I posted a note on Twitter/X with this quote: “The content updates had not previously been treated as code because they were strictly configuration information.” This is from testimony given by Crowdstrike to a US Congressional committee in trying to explain how they grounded much of the airline industry a few months ago. That was a mess of a situation, and apparently, the vendor didn’t think their configuration was part of their code.

That’s an amazing viewpoint to me. The fact that any developer or manager thinks that their configuration data isn’t a part of their code is worth testing. Yet, I see this attitude all the time, where developers, QA, managers, and more think that the code is the only thing that changes or doesn’t change, ignoring the fact that there are configuration items that affect the code and need to be managed appropriately. Certainly, if the config data were in enums rather than in a file or database they’d feel differently.

I think part of the reason that people try to ignore config data is that it is hard to manage. Often config data might change between dev, test, and prod. Dealing with that, and testing appropriately is hard. I haven’t ever seen a good solution for getting data into an environment the first time. That’s the hard part. Once the data is there, you can use it as a token where it is needed, and hopefully, the value has already been tested. At the very least, you can test how that data affects that environment.

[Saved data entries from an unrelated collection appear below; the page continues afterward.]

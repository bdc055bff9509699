//! Condition Store - Ordered Match Rules
//!
//! Loads the ordered list of [`StatusCondition`] rows from a `|`-delimited
//! rule file and keeps it current while the daemon runs.
//!
//! # Rule File Format
//!
//! The file is a markdown-style table. The header row names the columns,
//! every following row is one rule, and row order is the evaluation order:
//!
//! ```text
//! # comment lines are skipped
//! | work_emoji   | work_presence | home_emoji | home_presence | display_emoji | display_text        |
//! |--------------|---------------|------------|---------------|---------------|---------------------|
//! | :palm_tree:  |               |            |               | :palm_tree:   | (WORK_STATUS_TEXT)  |
//! | *            |               |            |               | :red_circle:  | Busy                |
//! |              | active        |            |               | :computer:    | Working             |
//! ```
//!
//! Cells are trimmed. A lone `-` cell is the same as an empty cell. The
//! leading empty column produced by lines starting with `|` is dropped.
//!
//! # Reloading
//!
//! The list is published through one `Arc` swap: a reload builds the full
//! new list off to the side and replaces the pointer, so a reader holds
//! either the old list or the new one, never a partial list. A failed
//! reload keeps the previous list.

use std::path::{Path, PathBuf};
use std::sync::Arc;
use std::time::Duration;

use notify::RecursiveMode;
use notify_debouncer_full::{new_debouncer, DebounceEventResult};
use parking_lot::RwLock;
use serde::{Deserialize, Serialize};
use thiserror::Error;
use tracing::{debug, error, info, warn};

/// Rule file column delimiter
pub const DELIMITER: char = '|';

/// Default debounce for rule file change events
pub const DEFAULT_DEBOUNCE_MS: u64 = 500;

/// One row of the rule file
///
/// The four match fields use `None` for "match anything"; `Some("*")`
/// matches any non-empty value; anything else must match exactly.
#[derive(Clone, Debug, Default, PartialEq, Eq, Serialize, Deserialize)]
pub struct StatusCondition {
    /// Work account emoji to match
    pub work_emoji: Option<String>,
    /// Work account presence to match
    pub work_presence: Option<String>,
    /// Home account emoji to match
    pub home_emoji: Option<String>,
    /// Home account presence to match
    pub home_presence: Option<String>,
    /// Emoji to display when this row matches
    pub display_emoji: String,
    /// Text template; may contain `(WORK_STATUS_TEXT)` / `(HOME_STATUS_TEXT)`
    pub display_text: String,
}

/// Errors from loading a rule file
#[derive(Debug, Error)]
pub enum RuleParseError {
    /// The file could not be read
    #[error("failed to read rule file {path}: {source}")]
    Io {
        /// Path that failed
        path: PathBuf,
        /// Underlying I/O error
        #[source]
        source: std::io::Error,
    },

    /// No header row was found
    #[error("rule file has no header row")]
    MissingHeader,

    /// A required column is absent from the header
    #[error("rule file header is missing column `{0}`")]
    MissingColumn(&'static str),
}

/// Column order of the six known fields after header mapping
#[derive(Debug, Clone, Copy)]
struct ColumnMap {
    work_emoji: usize,
    work_presence: usize,
    home_emoji: usize,
    home_presence: usize,
    display_emoji: usize,
    display_text: usize,
}

impl ColumnMap {
    fn from_header(cells: &[String]) -> Result<Self, RuleParseError> {
        let find = |names: &[&str], column: &'static str| {
            cells
                .iter()
                .position(|c| names.contains(&normalize_header(c).as_str()))
                .ok_or(RuleParseError::MissingColumn(column))
        };

        Ok(Self {
            work_emoji: find(&["workemoji"], "work_emoji")?,
            work_presence: find(&["workpresence"], "work_presence")?,
            home_emoji: find(&["homeemoji"], "home_emoji")?,
            home_presence: find(&["homepresence"], "home_presence")?,
            display_emoji: find(&["displayemoji", "emoji"], "display_emoji")?,
            display_text: find(&["displaytext", "text"], "display_text")?,
        })
    }
}

fn normalize_header(cell: &str) -> String {
    cell.chars()
        .filter(|c| !matches!(c, '_' | '-' | ' '))
        .flat_map(char::to_lowercase)
        .collect()
}

/// Split one line into trimmed cells, dropping the leading empty column
fn split_row(line: &str) -> Vec<String> {
    let mut cells: Vec<String> = line
        .split(DELIMITER)
        .map(|c| c.trim().to_string())
        .collect();

    if line.trim_start().starts_with(DELIMITER) && !cells.is_empty() {
        cells.remove(0);
    }
    // `| a | b |` also leaves a trailing empty cell
    if line.trim_end().ends_with(DELIMITER) && cells.last().is_some_and(String::is_empty) {
        cells.pop();
    }
    cells
}

/// Markdown table separator (`|---|:---:|`)
fn is_separator_row(cells: &[String]) -> bool {
    !cells.is_empty()
        && cells.iter().all(|c| {
            !c.is_empty() && c.contains('-') && c.chars().all(|ch| ch == '-' || ch == ':')
        })
}

fn cell(cells: &[String], index: usize) -> &str {
    cells.get(index).map_or("", |c| if c == "-" { "" } else { c.as_str() })
}

fn match_field(cells: &[String], index: usize) -> Option<String> {
    let value = cell(cells, index);
    if value.is_empty() {
        None
    } else {
        Some(value.to_string())
    }
}

/// Parse rule file contents into an ordered list of conditions
pub fn parse_rules(contents: &str) -> Result<Vec<StatusCondition>, RuleParseError> {
    let mut columns: Option<ColumnMap> = None;
    let mut rules = Vec::new();

    for line in contents.lines() {
        let trimmed = line.trim();
        if trimmed.is_empty() || trimmed.starts_with('#') {
            continue;
        }

        let cells = split_row(line);
        if is_separator_row(&cells) {
            continue;
        }

        let Some(map) = columns else {
            columns = Some(ColumnMap::from_header(&cells)?);
            continue;
        };

        rules.push(StatusCondition {
            work_emoji: match_field(&cells, map.work_emoji),
            work_presence: match_field(&cells, map.work_presence),
            home_emoji: match_field(&cells, map.home_emoji),
            home_presence: match_field(&cells, map.home_presence),
            display_emoji: cell(&cells, map.display_emoji).to_string(),
            display_text: cell(&cells, map.display_text).to_string(),
        });
    }

    if columns.is_none() {
        return Err(RuleParseError::MissingHeader);
    }
    Ok(rules)
}

/// Read and parse a rule file
pub fn load_rules(path: &Path) -> Result<Vec<StatusCondition>, RuleParseError> {
    let contents = std::fs::read_to_string(path).map_err(|source| RuleParseError::Io {
        path: path.to_path_buf(),
        source,
    })?;
    parse_rules(&contents)
}

/// Shared, atomically replaced rule list backed by a file
pub struct ConditionStore {
    path: PathBuf,
    rules: RwLock<Arc<Vec<StatusCondition>>>,
}

impl ConditionStore {
    /// Create a store and perform the initial load
    ///
    /// A failed initial load is logged and leaves the store empty; the
    /// watcher picks the file up once it becomes valid.
    pub fn open(path: impl Into<PathBuf>) -> Self {
        let store = Self::with_rules(path, Vec::new());
        if let Err(e) = store.reload() {
            warn!(error = %e, "Initial rule load failed, starting with no rules");
        }
        store
    }

    /// Create a store with an explicit rule list (no file read)
    pub fn with_rules(path: impl Into<PathBuf>, rules: Vec<StatusCondition>) -> Self {
        Self {
            path: path.into(),
            rules: RwLock::new(Arc::new(rules)),
        }
    }

    /// Backing file path
    #[must_use]
    pub fn path(&self) -> &Path {
        &self.path
    }

    /// Current rule list
    ///
    /// The returned `Arc` stays valid across later reloads.
    #[must_use]
    pub fn snapshot(&self) -> Arc<Vec<StatusCondition>> {
        Arc::clone(&self.rules.read())
    }

    /// Re-read the backing file and publish the new list
    ///
    /// On error the previous list is kept and the error returned.
    pub fn reload(&self) -> Result<usize, RuleParseError> {
        let rules = load_rules(&self.path)?;
        let count = rules.len();
        self.replace(rules);
        info!(path = ?self.path, rules = count, "Rules loaded");
        Ok(count)
    }

    /// Publish a new list in one pointer swap
    pub fn replace(&self, rules: Vec<StatusCondition>) {
        let rules = Arc::new(rules);
        *self.rules.write() = rules;
    }
}

/// Watches the rule file and reloads the store on change
pub struct RuleWatcher {
    /// Handle to stop the watcher thread
    stop_tx: Option<tokio::sync::oneshot::Sender<()>>,
}

impl RuleWatcher {
    /// Start watching the store's file on a blocking thread
    ///
    /// The parent directory is watched so editors that replace the file
    /// (write to temp, rename over) are still seen. `on_reload` runs after
    /// every successful reload.
    pub fn start<F>(store: Arc<ConditionStore>, debounce: Duration, on_reload: F) -> Self
    where
        F: Fn() + Send + 'static,
    {
        let (stop_tx, stop_rx) = tokio::sync::oneshot::channel();

        let spawned = std::thread::Builder::new()
            .name("rule-watcher".to_string())
            .spawn(move || Self::run(&store, debounce, on_reload, stop_rx));
        if let Err(e) = spawned {
            error!(error = %e, "Failed to spawn rule watcher thread");
        }

        Self {
            stop_tx: Some(stop_tx),
        }
    }

    /// Stop the watcher
    pub fn stop(&mut self) {
        if let Some(tx) = self.stop_tx.take() {
            let _ = tx.send(());
        }
    }

    /// Check if the watcher is running
    #[must_use]
    pub fn is_running(&self) -> bool {
        self.stop_tx.as_ref().is_some_and(|tx| !tx.is_closed())
    }

    fn run<F>(
        store: &Arc<ConditionStore>,
        debounce: Duration,
        on_reload: F,
        stop_rx: tokio::sync::oneshot::Receiver<()>,
    ) where
        F: Fn() + Send + 'static,
    {
        let rule_path = store.path().to_path_buf();
        let file_name = rule_path.file_name().map(std::ffi::OsStr::to_os_string);
        let watch_dir = match rule_path.parent() {
            Some(dir) if !dir.as_os_str().is_empty() => dir.to_path_buf(),
            _ => PathBuf::from("."),
        };
        let handler_store = Arc::clone(store);

        let debouncer_result = new_debouncer(debounce, None, move |result: DebounceEventResult| {
            match result {
                Ok(events) => {
                    let touched = events.iter().any(|event| {
                        event
                            .paths
                            .iter()
                            .any(|p| p.file_name().map(std::ffi::OsStr::to_os_string) == file_name)
                    });
                    if !touched {
                        return;
                    }

                    debug!(events = events.len(), "Rule file changed");
                    match handler_store.reload() {
                        Ok(_) => on_reload(),
                        Err(e) => {
                            warn!(error = %e, "Rule reload failed, keeping previous rules");
                        }
                    }
                }
                Err(errors) => {
                    for e in errors {
                        warn!(error = ?e, "Rule watcher error");
                    }
                }
            }
        });

        let mut debouncer = match debouncer_result {
            Ok(d) => d,
            Err(e) => {
                error!(error = %e, "Failed to create rule watcher");
                return;
            }
        };

        if let Err(e) = debouncer.watch(&watch_dir, RecursiveMode::NonRecursive) {
            error!(error = %e, path = ?watch_dir, "Failed to watch rule directory");
            return;
        }
        info!(path = ?rule_path, "Watching rule file");

        // Sender dropped counts as a stop request too
        let _ = stop_rx.blocking_recv();
        info!("Rule watcher stopping");
    }
}

impl Drop for RuleWatcher {
    fn drop(&mut self) {
        self.stop();
    }
}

I am glad to see Crowdstrike publicly recognize that they need to dogfood not only their code changes but also their config changes. However, for a company that hasn’t shown a rigorous engineering approach, I suspect they’ll test very simple and basic config changes and not necessarily do a good job of carefully testing a variety of potential problem vectors. That takes work, and excluding config data from testing is a sign (to me) of a technology group trying to avoid doing too much work. It’s likely more management and leadership than technology workers, but the entire organization is showing signs of shortcutting good engineering.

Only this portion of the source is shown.